La négresse leva la tête.
—Votre nom est Pomponio Vecellio?
—Oui, ou Pippo, comme tu voudras.
—Vous êtes le fils du Titien?
—A ton service; qu'y a-t-il pour te plaire?
Après avoir jeté sur Pippo un coup d'œil rapide et curieux, la négresse fit quelques pas en arrière, lança adroitement sur le balcon une petite boîte roulée dans du papier, puis s'enfuit promptement, en se retournant de temps en temps. Pippo ramassa la boîte, l'ouvrit et y trouva une jolie bourse enveloppée dans du coton.

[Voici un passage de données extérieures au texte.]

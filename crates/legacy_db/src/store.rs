//! # Store Client Boundary
//!
//! The persistent store is an external collaborator. This module defines the
//! narrow contract the rest of the workspace relies on:
//!
//! - bulk and point reads per collection
//! - all-or-nothing transactions over a [`Session`]
//! - a per-collection change feed of [`RawChange`] notifications
//!
//! Documents are opaque JSON values keyed by a raw UUID. Decoding into typed
//! entities happens one layer up, in [`crate::Collection`].

use crate::error::DbError;
use compact_str::CompactString;
use serde::{Deserialize, Serialize};
use tokio::sync::broadcast;
use uuid::Uuid;

/// The store's native document encoding.
pub type Document = serde_json::Value;

/// Name of the field holding a document's identifier.
pub const ID_FIELD: &str = "_id";

/// Kind of change reported by a change feed.
#[derive(Debug, Clone, Copy, PartialEq, Eq, Hash, Serialize, Deserialize)]
pub enum ChangeKind {
    Insert,
    Update,
    Delete,
}

/// An undecoded change notification.
///
/// `document` holds the full post-change document for inserts and updates and
/// is `None` for deletes, where only the id is known.
#[derive(Debug, Clone)]
pub struct RawChange {
    pub collection: CompactString,
    pub kind: ChangeKind,
    pub id: Uuid,
    pub document: Option<Document>,
}

/// Read/write view used inside a transaction.
///
/// Reads observe the transaction's own staged writes.
pub trait Session {
    fn find_all(&self, collection: &str) -> Result<Vec<(Uuid, Document)>, DbError>;

    fn find_by_id(&self, collection: &str, id: Uuid) -> Result<Option<Document>, DbError>;

    /// Fails with [`DbError::Duplicate`] if the id is taken.
    fn insert(&mut self, collection: &str, id: Uuid, document: Document) -> Result<(), DbError>;

    /// Fails with [`DbError::NotFound`] if the id is absent.
    fn replace(&mut self, collection: &str, id: Uuid, document: Document) -> Result<(), DbError>;

    /// Returns whether a document was removed.
    fn delete(&mut self, collection: &str, id: Uuid) -> Result<bool, DbError>;
}

/// The persistent store.
///
/// Calls block the calling thread; async callers should hop onto a blocking
/// worker for anything but trivial reads.
pub trait StoreClient: Send + Sync + 'static {
    /// Human-readable name for logs (database name, connection label).
    fn name(&self) -> &str;

    fn find_all(&self, collection: &str) -> Result<Vec<(Uuid, Document)>, DbError>;

    fn find_by_id(&self, collection: &str, id: Uuid) -> Result<Option<Document>, DbError>;

    /// Runs `body` as one atomic unit.
    ///
    /// If `body` returns an error, none of its writes become visible and no
    /// change events are published. On success every affected id produces
    /// exactly one change event on its collection's feed.
    fn transaction(
        &self,
        body: &mut dyn FnMut(&mut dyn Session) -> Result<(), DbError>,
    ) -> Result<(), DbError>;

    /// Subscribes to the change feed of `collection`.
    ///
    /// Events published before the call are not replayed.
    fn watch(&self, collection: &str) -> Result<broadcast::Receiver<RawChange>, DbError>;
}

Il soupçonna avec raison qu'il pouvait y avoir sous le coton un billet qui lui expliquerait cette aventure. Le billet s'y trouvait en effet, mais était aussi mystérieux que le reste, car il ne contenait que ces mots: «Ne dépense pas trop légèrement ce que je renferme; quand tu sortiras de chez toi, charge-moi d'une pièce d'or, c'est assez pour un jour; et s'il t'en reste le soir quelque chose, si peu que ce soit, tu trouveras un pauvre qui t'en remerciera.»
Lorsque le jeune homme eut retourné la boîte de cent façons, examiné la bourse, regardé de nouveau sur le quai, et qu'il vit enfin clairement qu'il n'en pourrait savoir davantage: Il faut avouer, pensa-t-il, que ce cadeau est singulier, mais il vient cruellement mal à propos. Le conseil qu'on me donne est bon; mais il est trop tard pour dire aux gens qu'ils se noient quand ils sont au fond de l'Adriatique. Qui diable peut m'envoyer cela?